Nadie puede afirmar hoy que previó las enormes movilizaciones ciudadanas de las últimas semanas. La sorpresa es generalizada con las marchas, los cacerolazos, los plantones y conciertos, que desde el primer día desbordaron la capacidad de convocatoria del Comité Nacional del Paro. El descontento ante la desigualdad social es inmenso, y en medio de esta euforia cultural y democrática, pocos se percatan de que el desespero se debe al mal funcionamiento de unas instituciones que no son capaces de responder con eficiencia y oportunidad a las demandas de una ciudadanía cada vez más informada, activa y exigente.
Más allá de los trece temas puntuales contemplados en el pliego de peticiones al Gobierno Nacional está la pérdida de legitimidad y credibilidad de las instituciones. La grave crisis de la política y la justicia, y la imposibilidad de reformarlas. Cada año contemplamos impasibles cómo disminuye la confianza de los colombianos en sus partidos políticos, el Congreso, las cortes y la Fiscalía. Las cifras de las encuestas más recientes de dos firmas respetadas, como Invamer y Yanhaas, muestran una caída libre institucional, y no se hace nada para enfrentar esta realidad.
Aunque quienes están en las calles no hagan la conexión directa, protestan en el fondo contra unas instituciones que no le sirven a la gente, sino a unos pocos
Las reformas de la política y la justicia tienen cero sex appeal. Los ciudadanos no se entusiasman con discusiones que no los afectan directamente. Consideran que iniciativas como esas solo interesan a políticos y magistrados. En cambio, cuando se plantean debates como las pensiones, el aumento del IVA o la reforma laboral, la gente se conecta de inmediato porque inciden en su bolsillo, en sus expectativas futuras. Se equivocan en esa apreciación. Una mala política y una istración de justicia ineficiente, como las que tenemos hoy, nos conducen a la incapacidad del Estado para resolver los problemas y, por ende, a una ausencia total de gobernabilidad y legitimidad. Aunque quienes están en las calles no hagan la conexión directa, protestan en el fondo contra unas instituciones que no le sirven a la gente, sino a unos pocos.
La tarea de transformación institucional se congeló. Se volvió casi imposible por la insensata resistencia de sectores políticos, judiciales y gremiales a cualquier intento de cambio. La división política hoy no es, entonces, entre la izquierda radical, la ultraderecha y los de centro o ‘tibios’. Es entre quienes creen que todo está bien en Colombia y no se requieren reformas estructurales y aquellos que consideramos que es urgente adecuar las instituciones a los desafíos del siglo XXI y avanzar en reformas sociales pendientes por décadas.

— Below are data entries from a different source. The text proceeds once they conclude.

//! Session Repository: account-scoped access to stored sessions.
//!
//! Every query resolves the active account first and filters by it; account
//! rows can disappear while their sessions stay, so nothing here assumes the
//! `account_id` on a session still points at a live account.
//!
//! Storage failures on reads are logged and come back as empty results.
//! Writes return their error so the caller can retry instead of losing data.

use anyhow::Context;
use chrono::{Local, NaiveDate, TimeZone};

use crate::{
    db::{Database, Session},
    error::FocusResult,
};

use super::aggregate::SessionView;

const ENABLE_LOGS: bool = true;

use crate::{log_error, log_info};

#[derive(Clone)]
pub struct SessionRepository {
    db: Database,
}

impl SessionRepository {
    pub fn new(db: Database) -> Self {
        Self { db }
    }

    async fn active_account_id(&self) -> Option<String> {
        match self.db.get_active_account().await {
            Ok(account) => account.map(|account| account.id),
            Err(err) => {
                log_error!("Failed to resolve active account: {err:#}");
                None
            }
        }
    }

    /// Sessions for `account_id`, or for the active account when `None`.
    /// Newest `start_time` first.
    pub async fn get_all(&self, account_id: Option<&str>) -> Vec<Session> {
        let account_id = match account_id {
            Some(id) => id.to_string(),
            None => match self.active_account_id().await {
                Some(id) => id,
                None => return Vec::new(),
            },
        };

        self.db
            .list_sessions_for_account(&account_id)
            .await
            .unwrap_or_else(|err| {
                log_error!("Failed to list sessions for {account_id}: {err:#}");
                Vec::new()
            })
    }

    pub async fn get_by_id(&self, session_id: &str) -> Option<Session> {
        self.db.get_session(session_id).await.unwrap_or_else(|err| {
            log_error!("Failed to load session {session_id}: {err:#}");
            None
        })
    }

    /// Upsert by id. No validation happens here.
    pub async fn save(&self, session: &Session) -> FocusResult<()> {
        self.db
            .upsert_session(session)
            .await
            .with_context(|| format!("failed to save session {}", session.id))?;
        Ok(())
    }

    pub async fn delete(&self, session_id: &str) -> FocusResult<()> {
        self.db
            .delete_session(session_id)
            .await
            .with_context(|| format!("failed to delete session {session_id}"))?;
        Ok(())
    }

    /// Delete every session of the active account and nothing else.
    pub async fn delete_all(&self) -> FocusResult<usize> {
        let Some(account_id) = self.active_account_id().await else {
            return Ok(0);
        };

        let deleted = self
            .db
            .delete_sessions_for_account(&account_id)
            .await
            .with_context(|| format!("failed to delete sessions for {account_id}"))?;
        log_info!("Deleted {deleted} sessions for account {account_id}");
        Ok(deleted)
    }

    pub async fn get_unsynced(&self) -> Vec<Session> {
        let Some(account_id) = self.active_account_id().await else {
            return Vec::new();
        };

        self.db
            .list_unsynced_sessions(&account_id)
            .await
            .unwrap_or_else(|err| {
                log_error!("Failed to list unsynced sessions: {err:#}");
                Vec::new()
            })
    }

    pub async fn mark_as_synced(&self, session_id: &str) -> FocusResult<()> {
        self.db
            .mark_session_synced(session_id)
            .await
            .with_context(|| format!("failed to mark session {session_id} as synced"))?;
        Ok(())
    }

    pub async fn get_by_card(&self, card_id: &str) -> Vec<Session> {
        let Some(account_id) = self.active_account_id().await else {
            return Vec::new();
        };

        self.db
            .list_sessions_for_card(&account_id, card_id)
            .await
            .unwrap_or_else(|err| {
                log_error!("Failed to list sessions for card {card_id}: {err:#}");
                Vec::new()
            })
    }

    /// Seconds already logged on a card; seeds `previous_elapsed` for a new focus.
    pub async fn total_for_card(&self, card_id: &str) -> u64 {
        self.get_by_card(card_id)
            .await
            .iter()
            .fold(0u64, |acc, session| acc.saturating_add(session.duration))
    }

    pub async fn get_by_date(&self, date: NaiveDate) -> Vec<Session> {
        self.get_by_date_in(date, &Local).await
    }

    pub async fn get_by_date_in<Tz>(&self, date: NaiveDate, tz: &Tz) -> Vec<Session>
    where
        Tz: TimeZone + Sync,
    {
        let mut sessions = self.get_all(None).await;
        sessions.retain(|session| session.start_time.with_timezone(tz).date_naive() == date);
        sessions
    }

    /// Delete the stored sessions behind a history row. A merged row removes
    /// every member listed in `merged_ids`, in one transaction.
    pub async fn delete_view_record(&self, view: &SessionView) -> FocusResult<usize> {
        let ids = view.underlying_ids();
        let deleted = self
            .db
            .delete_sessions(ids)
            .await
            .with_context(|| format!("failed to delete history row {}", view.session.id))?;
        Ok(deleted)
    }

    /// Hand sessions written before account scoping to the active account.
    pub async fn adopt_unscoped_sessions(&self) -> FocusResult<usize> {
        let account = self
            .db
            .get_active_account()
            .await
            .context("failed to resolve active account")?;
        let Some(account) = account else {
            return Ok(0);
        };

        let adopted = self
            .db
            .adopt_unscoped_sessions(&account.id, &account.user_id)
            .await
            .context("failed to adopt unscoped sessions")?;
        if adopted > 0 {
            log_info!("Assigned {adopted} legacy sessions to account {}", account.id);
        }
        Ok(adopted)
    }
}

Y en ese propósito no se puede descalificar apresuradamente ninguna de las opciones previstas en la Constitución. La solución no está en los tres días sin IVA, en la inaplicable devolución del IVA a los más vulnerables o en la disminución de los aportes de pensionados a salud. El gran lío que tenemos son nuestras instituciones y el bloqueo que padecemos para reformarlas. Parafraseando a Clinton, “son las instituciones, estúpido”.
Si el Congreso definitivamente no se sintoniza con estas nuevas realidades, ¿por qué descartar el artículo 376 de la Constitución Nacional, que define en forma concreta la posibilidad de una constituyente con competencias precisas, fijadas en una ley previa de convocatoria? Evaluemos todas las alternativas sin prejuicios ni condiciones, pero entendiendo que si no abordamos con profundidad este desconcierto ciudadano, la ira popular seguirá creciendo. Y para avanzar se requieren un diálogo mucho más serio que la “gran conversación nacional” y decisiones que vayan más allá de incluir en el gabinete ministerial a partidos que hoy no representan ni interpretan a la ciudadanía. Piense en grande, presidente Duque, y no siga atrapado en el pasado, cuando la mayoría de colombianos miramos al futuro.